Below, we look at debt forces alongside supply and demand forces to help investors see (and prepare for) the darker forces of Yield Curve Controls (YCC) within an entirely rigged and shifting financial backdrop.

Given debt levels which can’t survive rising yields/rates, the end game will boil down to yield curve controls and more money printing, which means more currency debasement and a central bank system that secretly (and historically) favors inflation over truth and markets over Main Street.

Let’s see why and dig in.

2018: A Template for 2023

Throughout the entire year 2018, as the Fed forward-guided rate hikes at 25 bps a pop, I warned investors of a massive year-end correction and to prepare their portfolios accordingly.

This required no tarot cards or market-timing hype.

So, how did I/we know?

Easy: The Fed told us so in October of 2017. That’s when they publicly announced a tapering of Treasury purchases and progressive rate hikes for 2018.

In short: They were putting a match to a can of gasoline.

Given that liquidity and low rates were the sole winds beneath the debt-driven market bubble which began under Bernanke following the 2008 crisis, it didn’t require exceptional genius in 2017 to see that reduced liquidity and rising rates in 2018 would immediately have the opposite effect—namely, send bloated markets tanking.
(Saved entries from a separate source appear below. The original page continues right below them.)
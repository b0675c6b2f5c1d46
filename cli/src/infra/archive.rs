//! Filesystem infrastructure — zip packing and unpacking of theme folders.
//!
//! Blocking archive work runs on `spawn_blocking`.

use std::io::{Cursor, Write};
use std::path::{Path, PathBuf};

use anyhow::{Context, Result};
use zip::write::SimpleFileOptions;
use zip::{CompressionMethod, ZipArchive, ZipWriter};

use crate::application::ports::ThemePackager;
use crate::domain::{PackageError, UploadPayload};

/// Archive name declared in the upload form.
pub const ARCHIVE_FILE_NAME: &str = "theme.zip";

/// Production `ThemePackager` producing deflated zip archives.
pub struct ZipPackager;

impl ThemePackager for ZipPackager {
    async fn pack(&self, source: &Path) -> Result<UploadPayload> {
        ensure_source_dir(source)?;
        let source = source.to_path_buf();
        let bytes = tokio::task::spawn_blocking(move || pack_dir(&source))
            .await
            .context("spawn_blocking for pack")??;
        Ok(UploadPayload::zip(bytes, ARCHIVE_FILE_NAME))
    }
}

/// Fail unless `source` is an existing directory.
///
/// # Errors
///
/// Returns [`PackageError::InvalidSource`] otherwise.
pub fn ensure_source_dir(source: &Path) -> Result<()> {
    if source.is_dir() {
        Ok(())
    } else {
        Err(PackageError::InvalidSource(source.to_path_buf()).into())
    }
}

/// Zip every file under `source`, keyed by its `/`-separated relative path.
///
/// Entries are written in sorted path order with the zip default timestamp,
/// so the same tree always yields the same entry list.
///
/// # Errors
///
/// Returns an error if a file cannot be read or the archive cannot be written.
pub fn pack_dir(source: &Path) -> Result<Vec<u8>> {
    let mut files = Vec::new();
    collect_files(source, &mut files)
        .with_context(|| format!("listing {}", source.display()))?;
    files.sort();

    let options = SimpleFileOptions::default()
        .compression_method(CompressionMethod::Deflated)
        .unix_permissions(0o644);
    let mut writer = ZipWriter::new(Cursor::new(Vec::new()));
    for path in &files {
        let name = entry_name(source, path)?;
        writer
            .start_file(name.as_str(), options)
            .map_err(|e| PackageError::Archive(e.to_string()))?;
        let content =
            std::fs::read(path).with_context(|| format!("reading {}", path.display()))?;
        writer
            .write_all(&content)
            .with_context(|| format!("compressing {name}"))?;
    }
    let cursor = writer
        .finish()
        .map_err(|e| PackageError::Archive(e.to_string()))?;
    Ok(cursor.into_inner())
}

/// Unpack zip `bytes` into `dest`, creating it if needed.
///
/// Entries whose names would escape `dest` are rejected by the zip reader.
///
/// # Errors
///
/// Returns an error if the bytes are not a zip archive or a file cannot be written.
pub fn extract_zip(bytes: Vec<u8>, dest: &Path) -> Result<()> {
    std::fs::create_dir_all(dest).with_context(|| format!("creating {}", dest.display()))?;
    let mut archive =
        ZipArchive::new(Cursor::new(bytes)).map_err(|e| PackageError::Archive(e.to_string()))?;
    archive
        .extract(dest)
        .map_err(|e| PackageError::Archive(e.to_string()))?;
    Ok(())
}

/// Collect all regular files under a directory recursively.
fn collect_files(dir: &Path, files: &mut Vec<PathBuf>) -> std::io::Result<()> {
    for entry in std::fs::read_dir(dir)? {
        let path = entry?.path();
        if path.is_dir() {
            collect_files(&path, files)?;
        } else if path.is_file() {
            files.push(path);
        }
    }
    Ok(())
}

fn entry_name(root: &Path, path: &Path) -> Result<String> {
    let relative = path
        .strip_prefix(root)
        .with_context(|| format!("{} is outside {}", path.display(), root.display()))?;
    let parts: Vec<String> = relative
        .components()
        .map(|c| c.as_os_str().to_string_lossy().into_owned())
        .collect();
    Ok(parts.join("/"))
}
//! Progress indicators using indicatif

#![allow(clippy::expect_used)] // Templates are compile-time constants

use std::future::Future;
use std::time::Duration;

use indicatif::{ProgressBar, ProgressStyle};

/// Create a spinner for indeterminate progress.
///
/// # Panics
///
/// Panics if the spinner template string is invalid (it is a compile-time constant and will not panic).
#[must_use]
pub fn spinner(msg: &str) -> ProgressBar {
    let pb = ProgressBar::new_spinner();
    pb.set_style(
        ProgressStyle::default_spinner()
            .tick_strings(&["⠋", "⠙", "⠹", "⠸", "⠼", "⠴", "⠦", "⠧", "⠇", "⠏"])
            .template("  {spinner:.cyan} {msg}")
            .expect("valid template"),
    );
    pb.set_message(msg.to_string());
    pb.enable_steady_tick(Duration::from_millis(80));
    pb
}

/// Finish a spinner with a checkmark on the left.
pub fn finish_ok(pb: &ProgressBar, msg: &str) {
    pb.set_style(
        ProgressStyle::default_spinner()
            .template("  {prefix} {msg}")
            .expect("valid template"),
    );
    pb.set_prefix("✓");
    pb.finish_with_message(msg.to_string());
}

/// Finish a spinner with a cross on the left.
pub fn finish_error(pb: &ProgressBar, msg: &str) {
    pb.set_style(
        ProgressStyle::default_spinner()
            .template("  {prefix} {msg}")
            .expect("valid template"),
    );
    pb.set_prefix("✗");
    pb.finish_with_message(msg.to_string());
}

/// Run `fut` behind a spinner when `show` is set.
///
/// The spinner is finished with `done` on success and with `msg` marked as
/// failed otherwise. The future's result is returned untouched.
///
/// # Errors
///
/// Returns whatever `fut` returns.
pub async fn track<T>(
    show: bool,
    msg: &str,
    done: &str,
    fut: impl Future<Output = anyhow::Result<T>>,
) -> anyhow::Result<T> {
    let pb = show.then(|| spinner(msg));
    let result = fut.await;
    if let Some(pb) = pb {
        match &result {
            Ok(_) => finish_ok(&pb, done),
            Err(_) => finish_error(&pb, msg),
        }
    }
    result
}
By Christmas of 2018, markets were gyrating at 10% swings per day, and by New Year’s Eve, panic was everywhere as I watched the fireworks from Cannes with that annoying “I told you so” expression.

Rolling into 2019, the Fed then did precisely what any addict would do. When markets tanked, the Fed stopped the rate hikes and re-ignited more addictive money printing liquidity—literally unlimited QE.

Our book, Rigged to Fail, came out that same year; the timing as well as title was spot on. The Fed’s mandate was the market, not the economy. Debt, and the future be damned—just prop risk assets and let the next generation swallow the bill.

Today, we see a similar “2018 move” from hyper-liquidity to drying-liquidity by a desperate Fed tapering UST purchases into a market bubble and seeking to raise rates despite a debt bubble.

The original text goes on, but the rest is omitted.